- [DIRECTIONS]: Your answer should be the line containing "let mut verdict = Verdict::ACCEPT;" and every line after it to the end of the records below, word for word.

- [EXTRACTED INFORMATION]:

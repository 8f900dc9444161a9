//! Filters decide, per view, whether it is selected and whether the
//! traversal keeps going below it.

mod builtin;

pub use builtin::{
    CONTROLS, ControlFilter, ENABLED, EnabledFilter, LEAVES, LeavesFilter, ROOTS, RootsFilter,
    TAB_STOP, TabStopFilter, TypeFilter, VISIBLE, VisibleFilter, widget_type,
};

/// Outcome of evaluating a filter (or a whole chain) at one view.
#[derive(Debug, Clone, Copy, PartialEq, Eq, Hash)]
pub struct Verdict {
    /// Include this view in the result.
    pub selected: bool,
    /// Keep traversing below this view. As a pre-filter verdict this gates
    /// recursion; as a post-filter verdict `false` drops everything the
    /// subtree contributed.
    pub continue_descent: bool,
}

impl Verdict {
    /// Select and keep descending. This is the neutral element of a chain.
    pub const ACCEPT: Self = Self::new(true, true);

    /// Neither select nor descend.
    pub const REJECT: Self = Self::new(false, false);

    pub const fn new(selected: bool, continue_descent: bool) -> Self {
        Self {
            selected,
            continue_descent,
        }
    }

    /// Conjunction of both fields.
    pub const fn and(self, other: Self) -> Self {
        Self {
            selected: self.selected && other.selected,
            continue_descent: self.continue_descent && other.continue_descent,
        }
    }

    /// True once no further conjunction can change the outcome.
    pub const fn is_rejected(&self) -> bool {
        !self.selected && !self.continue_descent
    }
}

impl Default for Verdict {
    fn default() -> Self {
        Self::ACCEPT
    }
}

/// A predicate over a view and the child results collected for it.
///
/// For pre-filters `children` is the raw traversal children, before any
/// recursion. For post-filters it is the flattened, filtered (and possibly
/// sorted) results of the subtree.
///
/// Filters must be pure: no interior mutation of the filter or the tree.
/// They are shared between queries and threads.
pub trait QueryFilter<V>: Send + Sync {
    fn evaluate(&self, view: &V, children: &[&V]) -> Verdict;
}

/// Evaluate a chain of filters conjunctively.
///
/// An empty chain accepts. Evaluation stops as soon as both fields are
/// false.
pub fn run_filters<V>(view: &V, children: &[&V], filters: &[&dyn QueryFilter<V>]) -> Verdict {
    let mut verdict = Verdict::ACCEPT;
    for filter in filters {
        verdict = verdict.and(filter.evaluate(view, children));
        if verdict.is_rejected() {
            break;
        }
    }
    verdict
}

- [OUTPUT]:
    let mut verdict = Verdict::ACCEPT;
    for filter in filters {
        verdict = verdict.and(filter.evaluate(view, children));
        if verdict.is_rejected() {
            break;
        }
    }
    verdict
}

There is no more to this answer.